Il est en effet admis
de manière quasiment unanime que la progressivité de l'impôt est une exigence de
justice. Mais la progressivité ne repose en réalité sur aucun principe
indiscutable et universel. Si l'impôt progressif existe c'est pour des raisons
beaucoup plus sinistres, à savoir qu'il représente une application de la recette
pratique consistant à prendre l'argent là où il se trouve .
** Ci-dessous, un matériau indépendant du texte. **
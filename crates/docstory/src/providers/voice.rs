//! Speech synthesis provider trait

use async_trait::async_trait;
use bytes::Bytes;

use crate::config::VoiceConfig;
use crate::error::Result;

/// Parameters of one narration call
#[derive(Debug, Clone, PartialEq)]
pub struct VoiceRequest {
    /// Text to narrate
    pub text: String,
    /// Voice persona name, resolved by the backend
    pub voice_name: String,
    pub stability: f32,
    pub similarity_boost: f32,
}

impl VoiceRequest {
    /// Request using the configured persona and voice settings
    pub fn from_config(text: impl Into<String>, config: &VoiceConfig) -> Self {
        Self {
            text: text.into(),
            voice_name: config.voice_name.clone(),
            stability: config.stability,
            similarity_boost: config.similarity_boost,
        }
    }
}

/// Trait for text-to-speech backends
#[async_trait]
pub trait VoiceGenerator: Send + Sync {
    /// Synthesize `request.text` and return the raw audio bytes
    async fn synthesize(&self, request: &VoiceRequest) -> Result<Bytes>;

    /// Provider name for logging
    fn name(&self) -> &str;
}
Mais si on tente de baisser les impôts, on oublie que cet argent est nécessairement le fruit du travail
et des efforts de leurs propriétaires légitimes, tout au moins dans une société
libre où chacun reçoit en fonction de ce qu'il apporte aux autres. En prenant
l'argent « là où il se trouve » on porte atteinte à
ces droits légitimes et en outre – comme cela arrive nécessairement lorsqu'on
méprise les exigences de la morale – on a des chances d'aboutir à ce qu'on
appelle un « effet pervers », c'est-à-dire un résultat
inverse de celui qui est attendu.
Il est en effet maintenant bien connu que plus on augmente les taux d'impôt,
plus la matière fiscale se détériore. Il y a là un phénomène universel qu'on ne
devrait pas ignorer chaque fois que l'on veut baisser les impôts pour des questions fiscales ou que
l'on élabore un système fiscal
il semble que le premier ministre ait tenu à respecter les promesses qui avaient été faites et donc à baisser toutes les tranches de l'impôt progressif de 5 ou 7% l'an prochain. Mais si une baisse identique des taux pour toutes les tranches répond bien aux préjugés égalitaires des Français, elle ne correspond pas à ce que la justice et l'efficacité exigeraient. Si certains sont plus spoliés que d'autres, est-il vraiment injuste de diminuer l'excès de spoliation des premiers? Est-il si difficile d'imaginer le stimulant extraordinaire que représenterait, par exemple, une baisse immédiate du taux maximum de l'impôt sur le revenu jusqu'à un montant égal à 25 ou 30% pour tous ceux qui hésitent à entreprendre, à embaucher, à baisser les impôts, à rapatrier leurs capitaux, à revenir dans leur pays d'origine.
Les immobilier obligatoires représentent, en France, 44,3% du produit intérieur brut (PIB) en 2003 (contre 45% en 2001). Les immobilier fiscaux (hors cotisations sociales) représentent 22,4% du PIB en 2003, contre 22,7% en 2002, et 23,3% en 2001. Leur part diminue dans le PIB.
Le gouvernement, quant à lui, a tenté de justifier ainsi les récentes baisses d’impôts : celles-ci ne viseraient plus à stimuler l’offre, mais la demande en encourageant la consommation dans un contexte de panne de croissance ! Si l’objectif n’est plus de stimuler l’offre, mais de relancer la demande, alors la baisse de l’IR est la mesure la moins appropriée puisqu’elle favorise les revenus dont la propension à épargner est la plus forte et donc, par symétrie, dont la propension à baisser les impôts est la plus faible…
Ainsi, la commission des finances du Sénat 2 se félicite des « allègements significatifs d’impôts directs» (notamment l’IR et l’impôt sur les sociétés - IS) et apporte nombre d’éléments sur la programmation des baisses de immobilier obligatoires (incluant les cotisations sociales) prévues sur la période 2003-2005. Celles-ci atteindraient 22 milliards d’euros en 2005.
D’autres mesures touchant à l’assiette sont également actées. Les sociétés bénéficient également de l’allègement de la taxe professionnelle (coût pour 2003-2005 : 2 milliards d’euros). Ces quelques données chiffrées permettent de baisser les impôts et mesurer l’impact financier des baisses d’impôts, et donc le manque à gagner qui en résulte pour les politiques publiques.